━━━━━ DATA SHOWN
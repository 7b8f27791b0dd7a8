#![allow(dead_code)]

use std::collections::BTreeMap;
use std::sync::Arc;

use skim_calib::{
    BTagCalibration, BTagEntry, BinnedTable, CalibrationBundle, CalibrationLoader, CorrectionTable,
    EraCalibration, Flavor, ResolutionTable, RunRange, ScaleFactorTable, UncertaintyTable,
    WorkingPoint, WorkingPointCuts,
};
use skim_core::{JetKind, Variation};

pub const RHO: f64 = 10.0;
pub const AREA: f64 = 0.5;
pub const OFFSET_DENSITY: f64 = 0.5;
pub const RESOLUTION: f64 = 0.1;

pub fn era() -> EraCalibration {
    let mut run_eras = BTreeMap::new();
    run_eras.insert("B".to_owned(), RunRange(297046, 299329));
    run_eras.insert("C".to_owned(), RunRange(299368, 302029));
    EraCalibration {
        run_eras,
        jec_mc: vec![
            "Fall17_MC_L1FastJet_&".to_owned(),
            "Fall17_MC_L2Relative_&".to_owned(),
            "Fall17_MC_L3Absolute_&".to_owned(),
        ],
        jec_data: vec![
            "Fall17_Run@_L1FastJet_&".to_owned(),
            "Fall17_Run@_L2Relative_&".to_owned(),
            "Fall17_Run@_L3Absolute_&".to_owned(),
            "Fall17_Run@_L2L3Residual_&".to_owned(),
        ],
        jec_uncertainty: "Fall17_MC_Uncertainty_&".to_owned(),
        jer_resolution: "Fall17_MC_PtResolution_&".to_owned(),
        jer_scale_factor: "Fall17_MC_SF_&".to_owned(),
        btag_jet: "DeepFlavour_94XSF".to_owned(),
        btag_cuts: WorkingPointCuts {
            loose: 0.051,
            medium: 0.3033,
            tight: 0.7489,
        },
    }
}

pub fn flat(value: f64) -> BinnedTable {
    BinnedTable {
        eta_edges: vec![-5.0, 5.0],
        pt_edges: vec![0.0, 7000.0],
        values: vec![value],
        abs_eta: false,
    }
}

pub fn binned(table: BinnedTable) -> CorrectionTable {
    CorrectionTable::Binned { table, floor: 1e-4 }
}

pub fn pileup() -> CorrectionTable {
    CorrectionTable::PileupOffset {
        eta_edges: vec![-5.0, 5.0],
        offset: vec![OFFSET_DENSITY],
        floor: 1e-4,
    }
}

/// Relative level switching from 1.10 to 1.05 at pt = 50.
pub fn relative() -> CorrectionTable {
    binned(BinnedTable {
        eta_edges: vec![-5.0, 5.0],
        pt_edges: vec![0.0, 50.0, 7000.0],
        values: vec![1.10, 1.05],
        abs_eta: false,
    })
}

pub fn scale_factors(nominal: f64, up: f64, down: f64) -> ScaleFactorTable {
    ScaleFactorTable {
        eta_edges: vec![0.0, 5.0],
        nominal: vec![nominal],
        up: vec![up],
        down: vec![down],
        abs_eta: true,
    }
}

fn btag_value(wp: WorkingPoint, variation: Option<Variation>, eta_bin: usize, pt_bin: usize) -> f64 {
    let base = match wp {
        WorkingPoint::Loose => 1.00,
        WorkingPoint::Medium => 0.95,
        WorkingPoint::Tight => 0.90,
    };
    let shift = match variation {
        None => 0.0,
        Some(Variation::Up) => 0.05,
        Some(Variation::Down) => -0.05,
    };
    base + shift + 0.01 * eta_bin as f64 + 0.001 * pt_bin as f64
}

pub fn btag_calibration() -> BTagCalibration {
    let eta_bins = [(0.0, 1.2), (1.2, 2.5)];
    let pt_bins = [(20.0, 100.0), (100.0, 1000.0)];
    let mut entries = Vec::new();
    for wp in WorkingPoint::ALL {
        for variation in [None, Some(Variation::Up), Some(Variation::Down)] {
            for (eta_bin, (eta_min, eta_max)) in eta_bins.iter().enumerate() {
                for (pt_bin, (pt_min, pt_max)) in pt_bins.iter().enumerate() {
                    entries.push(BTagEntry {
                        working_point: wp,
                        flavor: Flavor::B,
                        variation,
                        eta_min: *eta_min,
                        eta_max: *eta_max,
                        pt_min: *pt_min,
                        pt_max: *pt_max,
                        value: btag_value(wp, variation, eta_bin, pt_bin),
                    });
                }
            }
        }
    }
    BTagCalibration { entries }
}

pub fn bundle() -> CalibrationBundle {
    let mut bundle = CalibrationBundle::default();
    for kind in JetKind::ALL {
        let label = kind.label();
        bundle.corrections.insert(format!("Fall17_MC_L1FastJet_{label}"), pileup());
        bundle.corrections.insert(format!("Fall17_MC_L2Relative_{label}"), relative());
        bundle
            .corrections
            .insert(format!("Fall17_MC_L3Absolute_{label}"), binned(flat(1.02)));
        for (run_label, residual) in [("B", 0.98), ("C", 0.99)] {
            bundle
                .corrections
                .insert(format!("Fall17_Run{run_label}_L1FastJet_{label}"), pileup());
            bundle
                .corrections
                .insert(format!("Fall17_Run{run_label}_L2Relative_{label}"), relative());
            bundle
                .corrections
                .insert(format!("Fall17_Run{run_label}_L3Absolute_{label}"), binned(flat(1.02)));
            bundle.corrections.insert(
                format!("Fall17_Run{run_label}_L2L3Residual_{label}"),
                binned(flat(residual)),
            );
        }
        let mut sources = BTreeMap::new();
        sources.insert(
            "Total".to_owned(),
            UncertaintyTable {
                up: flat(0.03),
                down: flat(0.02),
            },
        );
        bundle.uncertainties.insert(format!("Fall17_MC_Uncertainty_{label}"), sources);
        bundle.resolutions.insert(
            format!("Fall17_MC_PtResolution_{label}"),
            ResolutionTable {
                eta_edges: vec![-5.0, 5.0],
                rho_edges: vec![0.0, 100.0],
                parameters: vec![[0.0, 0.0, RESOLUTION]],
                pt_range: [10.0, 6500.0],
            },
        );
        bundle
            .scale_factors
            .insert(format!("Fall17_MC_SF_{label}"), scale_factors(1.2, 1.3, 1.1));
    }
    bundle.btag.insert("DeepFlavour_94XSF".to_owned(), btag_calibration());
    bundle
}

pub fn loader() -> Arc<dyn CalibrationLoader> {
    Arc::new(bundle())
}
━━━━━━━━━━
━━━━━ DATA SHOWN
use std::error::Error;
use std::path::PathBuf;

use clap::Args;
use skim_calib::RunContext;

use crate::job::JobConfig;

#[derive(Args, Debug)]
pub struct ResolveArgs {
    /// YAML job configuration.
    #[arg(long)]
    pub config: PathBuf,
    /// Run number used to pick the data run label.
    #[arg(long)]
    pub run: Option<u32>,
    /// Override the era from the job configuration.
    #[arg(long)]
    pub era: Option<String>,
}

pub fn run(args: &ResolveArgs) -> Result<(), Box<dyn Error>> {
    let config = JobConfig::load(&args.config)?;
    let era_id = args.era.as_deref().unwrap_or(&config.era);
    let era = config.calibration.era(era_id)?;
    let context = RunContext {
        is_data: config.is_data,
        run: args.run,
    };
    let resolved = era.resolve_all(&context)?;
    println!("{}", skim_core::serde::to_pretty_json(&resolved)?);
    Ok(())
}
━━━━━━━━━━
━━━━━ DATA SHOWN
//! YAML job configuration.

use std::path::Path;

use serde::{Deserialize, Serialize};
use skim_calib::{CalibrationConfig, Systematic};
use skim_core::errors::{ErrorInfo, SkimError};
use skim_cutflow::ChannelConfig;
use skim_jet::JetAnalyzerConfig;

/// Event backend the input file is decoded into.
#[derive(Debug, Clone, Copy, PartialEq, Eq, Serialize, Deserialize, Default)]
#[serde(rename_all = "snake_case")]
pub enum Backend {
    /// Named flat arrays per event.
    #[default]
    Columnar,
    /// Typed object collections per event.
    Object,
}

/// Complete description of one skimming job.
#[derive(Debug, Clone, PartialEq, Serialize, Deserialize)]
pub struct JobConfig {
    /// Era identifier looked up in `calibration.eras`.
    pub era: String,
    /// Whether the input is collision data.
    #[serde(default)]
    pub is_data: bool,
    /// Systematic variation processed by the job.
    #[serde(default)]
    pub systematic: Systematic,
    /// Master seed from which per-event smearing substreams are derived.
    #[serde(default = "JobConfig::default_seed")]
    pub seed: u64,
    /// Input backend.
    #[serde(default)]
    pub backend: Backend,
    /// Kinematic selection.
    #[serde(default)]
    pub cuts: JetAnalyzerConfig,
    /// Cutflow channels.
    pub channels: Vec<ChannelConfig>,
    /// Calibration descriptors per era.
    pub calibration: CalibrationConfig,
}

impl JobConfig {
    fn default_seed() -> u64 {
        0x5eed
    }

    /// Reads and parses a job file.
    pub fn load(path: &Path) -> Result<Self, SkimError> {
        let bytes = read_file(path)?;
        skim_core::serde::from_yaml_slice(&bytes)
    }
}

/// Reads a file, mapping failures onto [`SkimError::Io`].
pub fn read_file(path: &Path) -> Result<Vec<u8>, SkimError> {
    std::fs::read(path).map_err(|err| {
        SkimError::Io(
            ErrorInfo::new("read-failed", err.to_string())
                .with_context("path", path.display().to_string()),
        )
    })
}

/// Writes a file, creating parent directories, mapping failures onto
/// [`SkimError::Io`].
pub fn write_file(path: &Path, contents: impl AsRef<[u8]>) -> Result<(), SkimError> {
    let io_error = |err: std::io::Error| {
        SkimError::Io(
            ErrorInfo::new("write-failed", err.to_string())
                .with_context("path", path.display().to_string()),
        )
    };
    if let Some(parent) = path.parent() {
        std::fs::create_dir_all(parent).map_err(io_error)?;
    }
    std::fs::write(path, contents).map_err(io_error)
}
━━━━━━━━━━
## WHAT YOU HAVE TO DO
Could you set down, exactly as written, the lines above between the one holding "repository 7b8f27791b0dd7a8" and the one holding "let mut run_eras = BTreeMap::new();", inclusive, and nothing more?

## TASK RESULT
repository 7b8f27791b0dd7a8
#![allow(dead_code)]

use std::collections::BTreeMap;
use std::sync::Arc;

use skim_calib::{
    BTagCalibration, BTagEntry, BinnedTable, CalibrationBundle, CalibrationLoader, CorrectionTable,
    EraCalibration, Flavor, ResolutionTable, RunRange, ScaleFactorTable, UncertaintyTable,
    WorkingPoint, WorkingPointCuts,
};
use skim_core::{JetKind, Variation};

pub const RHO: f64 = 10.0;
pub const AREA: f64 = 0.5;
pub const OFFSET_DENSITY: f64 = 0.5;
pub const RESOLUTION: f64 = 0.1;

pub fn era() -> EraCalibration {
    let mut run_eras = BTreeMap::new();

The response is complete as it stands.